REQUIRED ACTION:
Go through the data line by line. Copy each one holding the string "rusqlite".

[EXERCISE DATA — start]

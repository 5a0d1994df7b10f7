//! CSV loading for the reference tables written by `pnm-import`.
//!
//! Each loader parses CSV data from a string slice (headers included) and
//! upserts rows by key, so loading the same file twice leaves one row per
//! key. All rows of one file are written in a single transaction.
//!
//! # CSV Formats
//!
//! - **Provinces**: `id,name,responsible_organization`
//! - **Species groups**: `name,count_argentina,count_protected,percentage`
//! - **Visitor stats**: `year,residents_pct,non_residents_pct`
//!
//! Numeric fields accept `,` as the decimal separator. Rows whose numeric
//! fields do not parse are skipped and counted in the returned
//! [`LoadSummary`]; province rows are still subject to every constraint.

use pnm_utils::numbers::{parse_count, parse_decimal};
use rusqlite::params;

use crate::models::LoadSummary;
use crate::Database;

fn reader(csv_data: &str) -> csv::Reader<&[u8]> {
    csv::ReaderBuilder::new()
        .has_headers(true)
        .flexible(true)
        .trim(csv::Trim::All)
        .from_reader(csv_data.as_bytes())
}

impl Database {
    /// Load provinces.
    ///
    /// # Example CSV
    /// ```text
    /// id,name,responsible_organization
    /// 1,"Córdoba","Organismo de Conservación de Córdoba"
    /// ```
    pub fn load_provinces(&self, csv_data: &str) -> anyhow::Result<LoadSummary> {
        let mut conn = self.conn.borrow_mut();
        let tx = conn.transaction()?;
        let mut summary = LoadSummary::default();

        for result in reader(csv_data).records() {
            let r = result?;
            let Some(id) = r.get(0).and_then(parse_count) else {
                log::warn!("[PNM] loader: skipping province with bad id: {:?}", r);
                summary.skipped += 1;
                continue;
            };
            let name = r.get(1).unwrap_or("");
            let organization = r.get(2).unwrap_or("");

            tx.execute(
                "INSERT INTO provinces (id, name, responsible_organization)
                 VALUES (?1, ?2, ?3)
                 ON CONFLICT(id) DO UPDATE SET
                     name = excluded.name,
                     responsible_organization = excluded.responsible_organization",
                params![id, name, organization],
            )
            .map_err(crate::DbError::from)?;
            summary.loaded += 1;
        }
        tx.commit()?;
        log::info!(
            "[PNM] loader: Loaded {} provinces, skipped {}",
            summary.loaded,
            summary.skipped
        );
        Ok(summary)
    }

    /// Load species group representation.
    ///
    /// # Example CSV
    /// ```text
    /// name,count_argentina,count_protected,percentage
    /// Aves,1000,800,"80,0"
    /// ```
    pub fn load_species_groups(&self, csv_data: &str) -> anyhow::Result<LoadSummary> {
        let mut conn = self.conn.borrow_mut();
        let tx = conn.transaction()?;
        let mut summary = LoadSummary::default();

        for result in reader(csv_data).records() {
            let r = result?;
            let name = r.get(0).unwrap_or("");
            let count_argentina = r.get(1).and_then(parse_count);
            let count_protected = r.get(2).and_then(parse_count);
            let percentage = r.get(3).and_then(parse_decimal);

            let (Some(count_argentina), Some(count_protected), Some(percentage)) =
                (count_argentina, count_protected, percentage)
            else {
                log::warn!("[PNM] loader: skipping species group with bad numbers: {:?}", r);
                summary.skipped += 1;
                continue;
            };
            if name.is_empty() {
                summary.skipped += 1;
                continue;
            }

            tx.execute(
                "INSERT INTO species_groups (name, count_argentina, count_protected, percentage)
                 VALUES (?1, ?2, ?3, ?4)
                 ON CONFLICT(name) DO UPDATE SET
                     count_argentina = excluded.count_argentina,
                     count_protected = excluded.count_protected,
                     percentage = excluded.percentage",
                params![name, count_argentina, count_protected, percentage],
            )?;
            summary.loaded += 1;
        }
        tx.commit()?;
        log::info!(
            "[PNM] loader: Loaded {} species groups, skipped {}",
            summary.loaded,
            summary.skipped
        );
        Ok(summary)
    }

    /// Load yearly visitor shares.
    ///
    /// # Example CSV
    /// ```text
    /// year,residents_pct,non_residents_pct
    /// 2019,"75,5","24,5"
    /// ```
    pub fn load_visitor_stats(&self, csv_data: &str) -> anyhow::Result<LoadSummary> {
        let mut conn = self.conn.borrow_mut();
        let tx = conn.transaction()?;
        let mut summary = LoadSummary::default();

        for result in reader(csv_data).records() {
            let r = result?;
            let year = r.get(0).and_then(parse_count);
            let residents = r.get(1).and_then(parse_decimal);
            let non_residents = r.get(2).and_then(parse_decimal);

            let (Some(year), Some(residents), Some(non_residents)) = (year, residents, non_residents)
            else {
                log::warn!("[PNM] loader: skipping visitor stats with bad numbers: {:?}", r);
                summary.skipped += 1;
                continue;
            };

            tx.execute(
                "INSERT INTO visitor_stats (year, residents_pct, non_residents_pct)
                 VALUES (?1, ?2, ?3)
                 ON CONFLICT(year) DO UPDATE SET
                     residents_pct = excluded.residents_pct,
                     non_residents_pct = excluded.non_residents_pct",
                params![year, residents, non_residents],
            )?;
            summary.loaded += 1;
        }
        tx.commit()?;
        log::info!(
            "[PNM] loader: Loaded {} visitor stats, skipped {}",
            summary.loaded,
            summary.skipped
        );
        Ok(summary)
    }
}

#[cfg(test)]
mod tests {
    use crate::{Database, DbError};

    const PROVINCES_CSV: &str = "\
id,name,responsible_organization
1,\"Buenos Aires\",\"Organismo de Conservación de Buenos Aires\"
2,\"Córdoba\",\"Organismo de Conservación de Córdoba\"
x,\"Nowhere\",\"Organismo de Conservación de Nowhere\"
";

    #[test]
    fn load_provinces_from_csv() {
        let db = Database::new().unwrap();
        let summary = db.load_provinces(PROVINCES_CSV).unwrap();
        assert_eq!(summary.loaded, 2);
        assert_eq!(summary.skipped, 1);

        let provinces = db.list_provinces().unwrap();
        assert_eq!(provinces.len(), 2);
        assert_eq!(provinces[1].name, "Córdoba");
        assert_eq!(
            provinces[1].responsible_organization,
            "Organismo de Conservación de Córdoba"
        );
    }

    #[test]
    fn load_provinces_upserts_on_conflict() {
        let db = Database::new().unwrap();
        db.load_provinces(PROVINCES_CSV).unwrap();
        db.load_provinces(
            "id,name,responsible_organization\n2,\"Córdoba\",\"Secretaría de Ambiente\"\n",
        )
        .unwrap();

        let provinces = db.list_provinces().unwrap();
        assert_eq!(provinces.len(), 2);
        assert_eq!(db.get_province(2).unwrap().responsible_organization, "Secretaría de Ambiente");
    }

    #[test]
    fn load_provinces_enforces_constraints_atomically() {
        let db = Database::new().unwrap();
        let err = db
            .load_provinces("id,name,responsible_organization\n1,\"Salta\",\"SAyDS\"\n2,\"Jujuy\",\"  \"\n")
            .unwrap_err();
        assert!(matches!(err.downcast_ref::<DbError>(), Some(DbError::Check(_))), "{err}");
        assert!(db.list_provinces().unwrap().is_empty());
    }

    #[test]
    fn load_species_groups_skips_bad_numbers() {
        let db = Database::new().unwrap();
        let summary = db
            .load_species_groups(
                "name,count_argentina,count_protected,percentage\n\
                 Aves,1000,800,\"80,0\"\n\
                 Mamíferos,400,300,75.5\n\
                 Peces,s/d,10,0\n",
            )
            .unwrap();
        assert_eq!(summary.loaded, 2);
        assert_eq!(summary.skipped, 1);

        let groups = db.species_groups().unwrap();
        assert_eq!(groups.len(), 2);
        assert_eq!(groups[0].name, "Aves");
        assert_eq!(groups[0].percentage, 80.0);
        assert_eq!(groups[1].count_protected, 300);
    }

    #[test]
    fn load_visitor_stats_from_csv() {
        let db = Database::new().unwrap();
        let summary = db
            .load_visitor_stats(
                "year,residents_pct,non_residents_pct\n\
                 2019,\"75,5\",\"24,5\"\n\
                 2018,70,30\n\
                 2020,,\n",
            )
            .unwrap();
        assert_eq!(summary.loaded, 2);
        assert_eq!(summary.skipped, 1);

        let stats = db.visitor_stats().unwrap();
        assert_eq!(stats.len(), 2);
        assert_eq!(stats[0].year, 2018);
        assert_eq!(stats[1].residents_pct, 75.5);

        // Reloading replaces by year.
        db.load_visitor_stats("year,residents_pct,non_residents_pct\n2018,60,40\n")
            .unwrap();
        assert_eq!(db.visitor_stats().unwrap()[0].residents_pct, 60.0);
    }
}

[EXERCISE DATA — finish]
[EXERCISE DATA — start]

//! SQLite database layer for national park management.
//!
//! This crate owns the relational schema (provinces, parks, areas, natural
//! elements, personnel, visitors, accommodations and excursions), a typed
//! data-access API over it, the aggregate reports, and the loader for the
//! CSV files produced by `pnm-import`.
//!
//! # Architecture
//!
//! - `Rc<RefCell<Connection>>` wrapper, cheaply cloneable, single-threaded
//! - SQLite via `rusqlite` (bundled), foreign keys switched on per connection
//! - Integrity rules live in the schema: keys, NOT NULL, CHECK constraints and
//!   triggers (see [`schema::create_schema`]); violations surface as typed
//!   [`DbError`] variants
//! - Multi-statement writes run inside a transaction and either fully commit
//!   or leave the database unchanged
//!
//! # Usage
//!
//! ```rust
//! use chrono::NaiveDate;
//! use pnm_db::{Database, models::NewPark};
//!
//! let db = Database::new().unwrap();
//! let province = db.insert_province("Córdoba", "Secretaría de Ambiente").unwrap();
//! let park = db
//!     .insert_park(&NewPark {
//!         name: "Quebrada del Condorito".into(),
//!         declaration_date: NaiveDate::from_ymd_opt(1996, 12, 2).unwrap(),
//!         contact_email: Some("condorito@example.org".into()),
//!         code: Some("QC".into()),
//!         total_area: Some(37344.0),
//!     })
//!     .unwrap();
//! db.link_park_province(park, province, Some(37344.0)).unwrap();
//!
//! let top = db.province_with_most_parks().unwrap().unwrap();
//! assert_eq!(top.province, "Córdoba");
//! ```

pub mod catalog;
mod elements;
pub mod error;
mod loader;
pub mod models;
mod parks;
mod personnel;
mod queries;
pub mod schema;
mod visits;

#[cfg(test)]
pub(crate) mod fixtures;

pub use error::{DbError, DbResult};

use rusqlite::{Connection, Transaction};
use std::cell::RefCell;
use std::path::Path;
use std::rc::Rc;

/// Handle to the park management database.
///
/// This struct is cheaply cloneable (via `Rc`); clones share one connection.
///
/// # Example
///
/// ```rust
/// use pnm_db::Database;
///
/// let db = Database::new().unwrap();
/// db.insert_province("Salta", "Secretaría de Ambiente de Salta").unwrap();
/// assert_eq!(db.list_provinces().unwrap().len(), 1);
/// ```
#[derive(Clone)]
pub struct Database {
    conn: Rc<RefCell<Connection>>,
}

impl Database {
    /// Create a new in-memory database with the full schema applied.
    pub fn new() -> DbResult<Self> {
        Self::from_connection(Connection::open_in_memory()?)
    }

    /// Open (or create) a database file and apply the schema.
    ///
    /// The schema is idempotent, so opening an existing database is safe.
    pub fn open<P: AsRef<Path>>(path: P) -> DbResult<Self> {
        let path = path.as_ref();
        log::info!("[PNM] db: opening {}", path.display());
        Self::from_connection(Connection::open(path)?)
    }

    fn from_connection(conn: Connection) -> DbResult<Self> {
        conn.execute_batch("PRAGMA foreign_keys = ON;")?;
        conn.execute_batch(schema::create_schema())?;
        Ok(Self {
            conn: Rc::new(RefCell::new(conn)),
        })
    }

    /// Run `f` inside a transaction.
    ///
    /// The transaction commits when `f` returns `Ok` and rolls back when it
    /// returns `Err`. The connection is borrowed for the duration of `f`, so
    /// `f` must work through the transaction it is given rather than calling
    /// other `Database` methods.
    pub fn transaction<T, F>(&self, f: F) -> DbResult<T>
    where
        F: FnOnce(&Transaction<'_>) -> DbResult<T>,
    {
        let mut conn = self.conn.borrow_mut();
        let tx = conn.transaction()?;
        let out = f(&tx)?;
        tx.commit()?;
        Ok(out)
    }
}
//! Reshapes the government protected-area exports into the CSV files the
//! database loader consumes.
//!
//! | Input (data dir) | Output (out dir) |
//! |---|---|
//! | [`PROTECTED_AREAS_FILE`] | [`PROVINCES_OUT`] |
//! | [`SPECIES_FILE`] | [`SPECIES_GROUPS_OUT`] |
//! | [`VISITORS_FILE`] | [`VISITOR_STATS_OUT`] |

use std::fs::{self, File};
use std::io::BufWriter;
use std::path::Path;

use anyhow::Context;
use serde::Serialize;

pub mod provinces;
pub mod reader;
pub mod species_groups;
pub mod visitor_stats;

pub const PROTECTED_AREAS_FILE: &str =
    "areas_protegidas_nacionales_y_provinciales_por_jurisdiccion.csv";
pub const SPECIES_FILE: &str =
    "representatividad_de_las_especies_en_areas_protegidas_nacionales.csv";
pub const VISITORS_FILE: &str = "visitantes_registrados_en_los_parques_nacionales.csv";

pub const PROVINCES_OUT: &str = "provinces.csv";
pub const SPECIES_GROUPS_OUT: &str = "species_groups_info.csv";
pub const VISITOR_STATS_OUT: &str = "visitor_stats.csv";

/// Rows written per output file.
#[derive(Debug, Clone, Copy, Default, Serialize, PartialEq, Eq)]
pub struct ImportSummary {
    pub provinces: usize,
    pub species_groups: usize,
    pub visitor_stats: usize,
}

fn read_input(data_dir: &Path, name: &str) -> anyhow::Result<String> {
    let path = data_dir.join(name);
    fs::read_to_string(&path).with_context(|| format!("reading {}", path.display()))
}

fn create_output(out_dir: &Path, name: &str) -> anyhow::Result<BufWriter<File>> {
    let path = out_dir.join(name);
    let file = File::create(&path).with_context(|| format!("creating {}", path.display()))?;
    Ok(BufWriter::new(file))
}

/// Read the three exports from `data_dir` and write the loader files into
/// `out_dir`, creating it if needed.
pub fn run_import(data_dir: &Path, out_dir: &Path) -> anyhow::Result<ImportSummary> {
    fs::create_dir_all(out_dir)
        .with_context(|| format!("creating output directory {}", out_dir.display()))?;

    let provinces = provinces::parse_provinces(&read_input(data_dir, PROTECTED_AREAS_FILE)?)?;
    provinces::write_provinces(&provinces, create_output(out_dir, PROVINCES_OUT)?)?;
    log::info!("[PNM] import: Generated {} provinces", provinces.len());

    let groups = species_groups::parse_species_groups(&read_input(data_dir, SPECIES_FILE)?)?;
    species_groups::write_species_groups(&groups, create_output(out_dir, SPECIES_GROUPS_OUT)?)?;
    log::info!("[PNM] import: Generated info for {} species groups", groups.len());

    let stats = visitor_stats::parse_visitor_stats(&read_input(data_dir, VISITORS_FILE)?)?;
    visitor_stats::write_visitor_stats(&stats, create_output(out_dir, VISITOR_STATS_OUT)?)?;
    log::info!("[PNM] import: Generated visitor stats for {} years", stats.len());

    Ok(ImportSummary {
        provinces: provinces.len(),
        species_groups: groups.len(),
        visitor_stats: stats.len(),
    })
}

[EXERCISE DATA — finish]

ANSWER TO THE EXERCISE:
use rusqlite::params;
//! - SQLite via `rusqlite` (bundled), foreign keys switched on per connection
use rusqlite::{Connection, Transaction};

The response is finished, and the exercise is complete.